I have watched a lot of T.V. Shows and movies and in all the thousands of hours of film I have rarely come across anything that manages to weave plot threads and stories like Doctor Who.  There are bits that pepper the background in season one that do not come full circle and complete until the season two finale.  Same with season three, and in season four we get River who's story really doesn't become clear until season six.  Russel T. Davies and Stephen Moffet are geniuses.  They have taken a 50 year old show and made it interesting and relevant for today's world.  Off the top of my head is the episode about an alien in the wireless signal (7x16), which it made me afraid of my cell phone for a minute.  The Weeping Angels will creep you out, and the Vashta Nerada are just scary.  Each episode is a great story that makes you think, laugh and occasionally want to cry.  It is Sci-Fi at its best mainly because all the space and monsters are telling us something about people, earth and humanity as a whole while entertaining us at the same time.  The Doctor has all these technological wonders at his disposal and prefers to use his brain and screwdriver instead.  All while quipping away about anything and everything.  There is a little of something for everyone in the series.  There is some mystery episodes, some action-centered episodes, comedic stories and a whole lot of adventure stories. There was even a western episode.  The worst episode in this series (going with Fear Her 2x11) is better then 80% of the crap on television today.

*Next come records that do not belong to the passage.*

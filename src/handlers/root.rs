use crate::models::Greeting;
use crate::routes;
use axum::{Json, http::StatusCode};

/// GET / handler - Fixed greeting
#[utoipa::path(
    get,
    path = routes::ROOT,
    responses(
        (status = 200, description = "Greeting", body = Greeting)
    ),
    tag = "read"
)]
pub async fn root_handler() -> (StatusCode, Json<Greeting>) {
    (
        StatusCode::OK,
        Json(Greeting {
            message: "Hello World".to_string(),
        }),
    )
}
use serde::{Deserialize, Serialize};

use crate::coerce;

pub const LONG_DESCRIPTION: &str = "This is an amazing item that has a long description";

/// Response type for the root greeting
#[derive(Serialize, Deserialize, utoipa::ToSchema)]
pub struct Greeting {
    pub message: String,
}

/// Model architectures accepted by `/models/{model_name}`
#[derive(Debug, Clone, Copy, PartialEq, Eq, Serialize, Deserialize, utoipa::ToSchema)]
#[serde(rename_all = "lowercase")]
pub enum ModelName {
    Alexnet,
    Resnet,
    Lenet,
}

impl ModelName {
    pub fn message(self) -> &'static str {
        match self {
            ModelName::Alexnet => "Deep Learning FTW!",
            ModelName::Lenet => "LeCNN all the images",
            ModelName::Resnet => "Have some residuals",
        }
    }
}

/// Response type for `/models/{model_name}`
#[derive(Serialize, Deserialize, utoipa::ToSchema)]
pub struct ModelResponse {
    pub model_name: ModelName,
    pub message: String,
}

/// Query parameters for the item list endpoint
///
/// Integers beyond `i64` saturate instead of failing; slicing clamps them anyway.
#[derive(Debug, Deserialize)]
pub struct Pagination {
    #[serde(default, deserialize_with = "coerce::saturating_int")]
    pub skip: i64,
    #[serde(default = "default_limit", deserialize_with = "coerce::saturating_int")]
    pub limit: i64,
}

fn default_limit() -> i64 {
    10
}

/// Entry of the fake item list
#[derive(Debug, Clone, PartialEq, Serialize, Deserialize, utoipa::ToSchema)]
pub struct FakeItem {
    pub item_name: String,
}

/// Query parameters shared by the single-item read endpoints
#[derive(Debug, Default, Deserialize)]
pub struct ItemQuery {
    pub q: Option<String>,
    #[serde(default, deserialize_with = "coerce::flag")]
    pub short: bool,
}

impl ItemQuery {
    /// `q` only counts when it carries text.
    pub fn search(&self) -> Option<String> {
        self.q.clone().filter(|q| !q.is_empty())
    }
}

/// Response type for single-item reads
#[derive(Debug, Serialize, Deserialize, utoipa::ToSchema)]
pub struct ItemView {
    pub item_id: String,
    #[serde(default, skip_serializing_if = "Option::is_none")]
    pub owner_id: Option<i64>,
    #[serde(default, skip_serializing_if = "Option::is_none")]
    pub q: Option<String>,
    #[serde(default, skip_serializing_if = "Option::is_none")]
    pub description: Option<String>,
}

impl ItemView {
    pub fn new(item_id: String, owner_id: Option<i64>, query: &ItemQuery) -> Self {
        ItemView {
            item_id,
            owner_id,
            q: query.search(),
            description: (!query.short).then(|| LONG_DESCRIPTION.to_string()),
        }
    }
}

/// Query parameters for `/items_r/{item_id}`
#[derive(Debug, Deserialize)]
pub struct RequiredQuery {
    pub needy: String,
}

/// Response type for `/items_r/{item_id}`
#[derive(Debug, Serialize, Deserialize, utoipa::ToSchema)]
pub struct RequiredItem {
    pub item_id: String,
    pub needy: String,
}

/// Request body for the write endpoints
#[derive(Debug, Clone, PartialEq, Serialize, Deserialize, utoipa::ToSchema)]
pub struct Item {
    pub name: String,
    #[serde(default, skip_serializing_if = "Option::is_none")]
    pub description: Option<String>,
    #[serde(deserialize_with = "coerce::number")]
    pub price: f64,
    #[serde(
        default,
        deserialize_with = "coerce::optional_number",
        skip_serializing_if = "Option::is_none"
    )]
    pub tax: Option<f64>,
}

impl Item {
    /// A zero tax counts as no tax.
    pub fn price_with_tax(&self) -> Option<f64> {
        self.tax.filter(|tax| *tax != 0.0).map(|tax| self.price + tax)
    }
}

/// Query parameters for `PUT /items/{item_id}`
#[derive(Debug, Default, Deserialize)]
pub struct UpdateQuery {
    pub q: Option<String>,
}

/// Response type for the write endpoints
#[derive(Debug, Serialize, Deserialize, utoipa::ToSchema)]
pub struct ItemResponse {
    #[serde(default, skip_serializing_if = "Option::is_none")]
    pub item_id: Option<i64>,
    #[serde(flatten)]
    pub item: Item,
    #[serde(default, skip_serializing_if = "Option::is_none")]
    pub price_with_tax: Option<f64>,
    #[serde(default, skip_serializing_if = "Option::is_none")]
    pub q: Option<String>,
}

The show also does a good job of giving you all the information you need.  Granted, if you watch the  Classic Doctor Who you will catch jokes or back-story, but it is not needed.  The show will give you everything you need in the narrative.  No catching up required.

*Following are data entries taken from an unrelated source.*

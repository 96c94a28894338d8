//! Extractors that turn axum's default rejections into [`ApiError`].
//!
//! axum answers bad path segments and query strings with 400 and bad JSON
//! bodies with 400/415/422 depending on the failure. These wrappers funnel
//! every one of them into a single 422 validation error.

use axum::extract::{FromRequest, FromRequestParts};

use crate::error::ApiError;

/// Typed path parameters.
#[derive(FromRequestParts)]
#[from_request(via(axum::extract::Path), rejection(ApiError))]
pub struct ValidPath<T>(pub T);

/// Typed query string.
#[derive(FromRequestParts)]
#[from_request(via(axum::extract::Query), rejection(ApiError))]
pub struct ValidQuery<T>(pub T);

/// Typed JSON body.
#[derive(FromRequest)]
#[from_request(via(axum::Json), rejection(ApiError))]
pub struct ValidJson<T>(pub T);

Doctor Who is one of my favorite shows.  Just hearing the dramatic Doctor music in the commercials gets my hair standing up and me wanting more Who.  I do not know what it is about a crazy man with a box, but it makes great television. I really don't know why you are still reading this, not jumping on Netflix and watching it.  It is so good that I feel everyone should watch at least two episodes of each Doctor.  If you do not like one, jump to the next one and give him a try.  

I'll leave with this quote from the Eleventh  "I wouldn't say that. The way I see it, every life is a pile of good things and bad things. Hey. The good things don't always soften the bad things, but vice-versa, the bad things don't necessarily spoil the good things and make them unimportant."